Порфирий Владимирыч испытующим оком взглянул на нее, и чуть заметная усмешка скользнула по его губам.
— Доигралась? — произнес он чуть слышно, почти про себя.
— Да, доигралась. Любинька — та «доигралась» и умерла, а я вот… живу!
При известии о смерти Любиньки Иудушка набожно покрестился и молитвенно пошептал. Аннинька между тем села к столу, облокотилась и, смотря в сторону церкви, продолжала горько плакать.
— Вот плакать и отчаиваться — это грех! — учительно заметил Порфирий Владимирыч, — по-христиански-то, знаешь ли, как надо? не плакать, а покоряться и уповать — вот как по-христиански надлежит!
Но Аннинька откинулась на спинку стула и, тоскливо повесив руки, повторяла:
— Ах, уж и не знаю! не знаю, не знаю, не знаю!
— Ежели ты об сестрице так убиваешься — так и это грех! — продолжал между тем поучать Иудушка, — потому что хотя и похвально любить сестриц и братцев, однако, если богу угодно одного из них или даже и нескольких призвать к себе…
— Ах, нет, нет! вы, дядя, добрый? добрый вы? скажите!
Аннинька опять бросилась к нему и обняла.
— Ну, добрый, добрый! ну, говори! хочется чего-нибудь? закусочки? чайку, кофейку? требуй! сама распорядись!
Анниньке вдруг вспомнилось, как в первый приезд ее в Головлево дяденька спрашивал: «Телятинки хочется? поросеночка, картофельцу?» — и она поняла, что никакого другого утешения ей здесь не сыскать.
— Благодарю вас, дядя, — сказала она, снова присаживаясь к столу, — ничего особенного мне не нужно. Я заранее уверена, что буду всем довольна.

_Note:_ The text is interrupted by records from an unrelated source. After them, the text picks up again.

//! Contracts external processes and clusters must satisfy.

#![forbid(unsafe_code)]

use crate::edge::EdgeHandle;
use crate::error::Result;
use crate::port::{Connection, Name, PortInfo, PortName, PortType};
use crate::rational::Rational;
use std::cell::RefCell;
use std::rc::Rc;

/// Shared handle to a process. Processes are externally owned; the builder
/// only holds handles and mutates them inside the setup passes.
pub type ProcessHandle = Rc<RefCell<dyn Process>>;

/// Shared handle to a cluster.
pub type ClusterHandle = Rc<RefCell<dyn Cluster>>;

/// A named compute node with typed ports.
///
/// The builder drives the full lifecycle: `configure` once during setup,
/// `init` later during setup, `reset` when the pipeline is reset. Edge
/// binding happens between `configure` and `init`.
pub trait Process {
    /// The unique name of this process.
    fn name(&self) -> &str;

    /// Names of all input ports.
    fn input_ports(&self) -> Vec<PortName>;

    /// Names of all output ports.
    fn output_ports(&self) -> Vec<PortName>;

    /// Port information for an input port.
    fn input_port_info(&self, port: &str) -> Result<PortInfo>;

    /// Port information for an output port.
    fn output_port_info(&self, port: &str) -> Result<PortInfo>;

    /// Assign a concrete type to an input port. Returns false if the port
    /// does not exist or refuses the type.
    ///
    /// When the port is flow-dependent, the assignment covers its whole
    /// family: every port of this process sharing the tag adopts the type.
    fn set_input_port_type(&mut self, port: &str, new_type: PortType) -> bool;

    /// Assign a concrete type to an output port. Returns false if the port
    /// does not exist or refuses the type.
    ///
    /// When the port is flow-dependent, the assignment covers its whole
    /// family: every port of this process sharing the tag adopts the type.
    fn set_output_port_type(&mut self, port: &str, new_type: PortType) -> bool;

    /// Configuration hook, invoked once per setup before edges exist.
    /// Data-dependent output types must be decided here.
    fn configure(&mut self) -> Result<()>;

    /// Initialization hook, invoked once per setup after edges are bound.
    fn init(&mut self) -> Result<()>;

    /// Return to the pre-setup state, dropping bound edges and restoring
    /// declared port types.
    fn reset(&mut self);

    /// Bind an edge delivering data into an input port.
    fn connect_input_port(&mut self, port: &str, edge: EdgeHandle) -> Result<()>;

    /// Bind an edge carrying data away from an output port.
    fn connect_output_port(&mut self, port: &str, edge: EdgeHandle) -> Result<()>;

    /// Receive the integer-relative execution rate computed at setup.
    fn set_core_frequency(&mut self, frequency: Rational);
}

/// A composite that acts as a process to the outside, forwarding its own
/// ports to ports of its internal children via mappings.
///
/// Mappings are connections between external cluster-port addresses and
/// internal child-port addresses: an input mapping runs from the cluster
/// port to a child input, an output mapping from a child output to the
/// cluster port.
pub trait Cluster: Process {
    /// The child nodes of this cluster. Children may themselves be clusters.
    fn processes(&self) -> Vec<Node>;

    /// Connections between the cluster's own children.
    fn internal_connections(&self) -> Vec<Connection>;

    /// Mappings from external input ports to child input ports. Fan-out
    /// is permitted: one external port may map to several children.
    fn input_mappings(&self) -> Vec<Connection>;

    /// Mappings from child output ports to external output ports. Exactly
    /// one mapping per external port.
    fn output_mappings(&self) -> Vec<Connection>;
}

/// Registry entry: either a plain process or a cluster.
#[derive(Clone)]
pub enum Node {
    /// A leaf compute node.
    Process(ProcessHandle),
    /// A composite of further nodes.
    Cluster(ClusterHandle),
}

impl Node {
    /// Wrap a concrete process into a registry entry.
    pub fn process<P: Process + 'static>(process: Rc<RefCell<P>>) -> Node {
        Node::Process(process)
    }

    /// Wrap a concrete cluster into a registry entry.
    pub fn cluster<C: Cluster + 'static>(cluster: Rc<RefCell<C>>) -> Node {
        Node::Cluster(cluster)
    }

    /// The unique name of the underlying entity.
    pub fn name(&self) -> Name {
        match self {
            Node::Process(p) => p.borrow().name().to_string(),
            Node::Cluster(c) => c.borrow().name().to_string(),
        }
    }
}

impl std::fmt::Debug for dyn Process {
    fn fmt(&self, f: &mut std::fmt::Formatter<'_>) -> std::fmt::Result {
        write!(f, "Process({})", self.name())
    }
}

impl std::fmt::Debug for Node {
    fn fmt(&self, f: &mut std::fmt::Formatter<'_>) -> std::fmt::Result {
        match self {
            Node::Process(p) => write!(f, "Process({})", p.borrow().name()),
            Node::Cluster(c) => write!(f, "Cluster({})", c.borrow().name()),
        }
    }
}
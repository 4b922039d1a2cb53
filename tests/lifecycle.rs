//! The builder state machine and its observable laws.

use conflux::config::ConfigBlock;
use conflux::error::PipelineError;
use conflux::pipeline::Pipeline;
use conflux::port::{PortFlags, PortInfo, PortType};
use conflux::process::Node;
use conflux::rational::Rational;
use conflux::testing::StubProcess;
use std::cell::RefCell;
use std::rc::Rc;

fn pair() -> (
    Pipeline,
    Rc<RefCell<StubProcess>>,
    Rc<RefCell<StubProcess>>,
) {
    let a = StubProcess::new("a")
        .output("out", PortInfo::new(PortType::concrete("int")))
        .handle();
    let b = StubProcess::new("b")
        .input(
            "in",
            PortInfo::new(PortType::concrete("int")).with_flags(PortFlags::REQUIRED),
        )
        .handle();

    let mut pipeline = Pipeline::new(ConfigBlock::new());
    pipeline.add_process(Node::process(a.clone())).unwrap();
    pipeline.add_process(Node::process(b.clone())).unwrap();
    pipeline.connect("a", "out", "b", "in").unwrap();
    (pipeline, a, b)
}

#[test]
fn mutation_is_locked_after_setup() {
    let (mut pipeline, _a, _b) = pair();
    pipeline.setup_pipeline().unwrap();

    let extra = StubProcess::new("extra")
        .output("out", PortInfo::new(PortType::concrete("int")))
        .handle();
    assert!(matches!(
        pipeline.add_process(Node::process(extra)).unwrap_err(),
        PipelineError::AddAfterSetup { .. }
    ));
    assert!(matches!(
        pipeline.remove_process("a").unwrap_err(),
        PipelineError::RemoveAfterSetup { .. }
    ));
    assert!(matches!(
        pipeline.connect("a", "out", "b", "in").unwrap_err(),
        PipelineError::ConnectionAfterSetup { .. }
    ));
    assert!(matches!(
        pipeline.disconnect("a", "out", "b", "in").unwrap_err(),
        PipelineError::DisconnectionAfterSetup { .. }
    ));
}

#[test]
fn duplicate_setup_is_rejected_even_after_failure() {
    let (mut pipeline, _a, _b) = pair();
    pipeline.setup_pipeline().unwrap();
    assert_eq!(
        pipeline.setup_pipeline().unwrap_err(),
        PipelineError::DuplicateSetup
    );

    // A failed setup also counts as having been set up.
    let lonely = StubProcess::new("lonely")
        .input(
            "in",
            PortInfo::new(PortType::concrete("int")).with_flags(PortFlags::REQUIRED),
        )
        .handle();
    let mut failing = Pipeline::new(ConfigBlock::new());
    failing.add_process(Node::process(lonely)).unwrap();
    assert!(matches!(
        failing.setup_pipeline().unwrap_err(),
        PipelineError::MissingConnection { .. }
    ));
    assert_eq!(
        failing.setup_pipeline().unwrap_err(),
        PipelineError::DuplicateSetup
    );
}

#[test]
fn queries_are_guarded_by_lifecycle() {
    let (mut pipeline, _a, _b) = pair();

    assert_eq!(
        pipeline.upstream_for_process("b").unwrap_err(),
        PipelineError::PipelineNotSetup
    );
    assert_eq!(
        pipeline.edge_for_connection("a", "out", "b", "in").unwrap_err(),
        PipelineError::PipelineNotSetup
    );

    pipeline.setup_pipeline().unwrap();
    assert_eq!(pipeline.upstream_for_process("b").unwrap().len(), 1);
}

#[test]
fn failed_setup_makes_queries_not_ready() {
    let lonely = StubProcess::new("lonely")
        .input(
            "in",
            PortInfo::new(PortType::concrete("int")).with_flags(PortFlags::REQUIRED),
        )
        .handle();
    let mut pipeline = Pipeline::new(ConfigBlock::new());
    pipeline.add_process(Node::process(lonely)).unwrap();

    assert!(pipeline.setup_pipeline().is_err());
    assert!(pipeline.is_setup());
    assert!(!pipeline.setup_successful());
    assert_eq!(
        pipeline.upstream_for_process("lonely").unwrap_err(),
        PipelineError::PipelineNotReady
    );
}

#[test]
fn start_stop_transitions() {
    let (mut pipeline, _a, _b) = pair();

    // Start before setup is refused.
    assert_eq!(pipeline.start().unwrap_err(), PipelineError::PipelineNotSetup);

    pipeline.setup_pipeline().unwrap();
    pipeline.start().unwrap();

    // Reset while running is refused.
    assert_eq!(pipeline.reset().unwrap_err(), PipelineError::ResetWhileRunning);

    pipeline.stop().unwrap();
    pipeline.reset().unwrap();
    assert!(!pipeline.is_setup());
}

#[test]
fn stop_without_start_is_an_internal_fault() {
    let (mut pipeline, _a, _b) = pair();
    pipeline.setup_pipeline().unwrap();
    assert!(matches!(
        pipeline.stop().unwrap_err(),
        PipelineError::Internal { .. }
    ));
}

#[test]
fn reset_replays_planned_connections() {
    let (mut pipeline, a, b) = pair();
    pipeline.setup_pipeline().unwrap();

    assert_eq!(b.borrow().input_edge_count("in"), 1);

    pipeline.reset().unwrap();
    assert!(!pipeline.is_setup());
    assert_eq!(a.borrow().reset_calls(), 1);
    assert_eq!(b.borrow().input_edge_count("in"), 0);

    // Setup after reset behaves exactly like the first setup.
    pipeline.setup_pipeline().unwrap();
    assert!(pipeline.setup_successful());
    assert_eq!(a.borrow().core_frequency(), Some(Rational::ONE));
    assert_eq!(b.borrow().input_edge_count("in"), 1);
    assert_eq!(a.borrow().configure_calls(), 2);
    assert_eq!(a.borrow().init_calls(), 2);
}

#[test]
fn add_then_remove_restores_observable_state() {
    let (mut pipeline, _a, _b) = pair();
    let names_before = pipeline.process_names();

    let extra = StubProcess::new("extra")
        .output("out", PortInfo::new(PortType::concrete("int")))
        .handle();
    pipeline.add_process(Node::process(extra)).unwrap();
    pipeline.remove_process("extra").unwrap();

    assert_eq!(pipeline.process_names(), names_before);
    assert!(pipeline.parent_cluster("extra").is_err());
}

#[test]
fn connect_then_disconnect_restores_planned() {
    let a = StubProcess::new("a")
        .output("out", PortInfo::new(PortType::concrete("int")))
        .handle();
    let b = StubProcess::new("b")
        .input("in", PortInfo::new(PortType::concrete("int")))
        .handle();

    let mut pipeline = Pipeline::new(ConfigBlock::new());
    pipeline.add_process(Node::process(a)).unwrap();
    pipeline.add_process(Node::process(b)).unwrap();

    pipeline.connect("a", "out", "b", "in").unwrap();
    assert_eq!(pipeline.connections_from_addr("a", "out").len(), 1);

    pipeline.disconnect("a", "out", "b", "in").unwrap();
    assert!(pipeline.connections_from_addr("a", "out").is_empty());
    assert!(pipeline.connection_to_addr("b", "in").is_none());
}

#[test]
fn removing_a_process_purges_its_connections() {
    let (mut pipeline, _a, _b) = pair();
    pipeline.remove_process("b").unwrap();

    assert!(pipeline.connections_from_addr("a", "out").is_empty());
    assert!(matches!(
        pipeline.remove_process("b").unwrap_err(),
        PipelineError::NoSuchProcess { .. }
    ));
}

#[test]
fn rejected_connection_still_lands_in_planned() {
    let a = StubProcess::new("a")
        .output("o", PortInfo::new(PortType::concrete("int")))
        .handle();
    let b = StubProcess::new("b")
        .input("i", PortInfo::new(PortType::concrete("float")))
        .handle();

    let mut pipeline = Pipeline::new(ConfigBlock::new());
    pipeline.add_process(Node::process(a)).unwrap();
    pipeline.add_process(Node::process(b)).unwrap();

    assert!(pipeline.connect("a", "o", "b", "i").is_err());
    // Intent is recorded before validation.
    assert_eq!(pipeline.connections_from_addr("a", "o").len(), 1);
}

— А будешь довольна, так и слава богу! в Погорелку-то поедешь, что ли?
— Нет, дядя, я покамест у вас поживу. Ведь вы ничего не имеете против этого?
— Христос с тобой! живи! Ежели я и спросил про Погорелку, так потому, что на случай поездки распоряжение нужно сделать: кибиточку, лошадушек…
— Нет! после! после!
— И прекрасно. Когда-нибудь после съездишь, а покудова с нами поживи. По хозяйству поможешь — я ведь один! Краля-то эта, — Иудушка почти с ненавистью указал на Евпраксеюшку, разливавшую чай, — все по людским рыскает, так иной раз и не докличешься никого, весь дом пустой! Ну, а покамест прощай. Я к себе пойду. И помолюсь, и делом займусь, и опять помолюсь… так-то, друг! Давно ли Любинька-то скончалась?
— Да с месяц, дядя.
— Так мы завтра ранехонько к обеденке сходим, да кстати и панихидку по новопреставльшейся рабе божией Любви отслужим… Так прощай покуда! Кушай-ка чай-то, а ежели закусочки захочется с дорожки, и закусочки подать вели. А в обед опять увидимся. Поговорим, побеседуем; коли нужно что — распорядимся, а не нужно — и так посидим!
Так произошло это первое родственное свидание. С окончанием его Аннинька вступила в новую жизнь в том самом постылом Головлеве, из которого она, уж дважды в течение своей недолгой жизни, не знала как вырваться.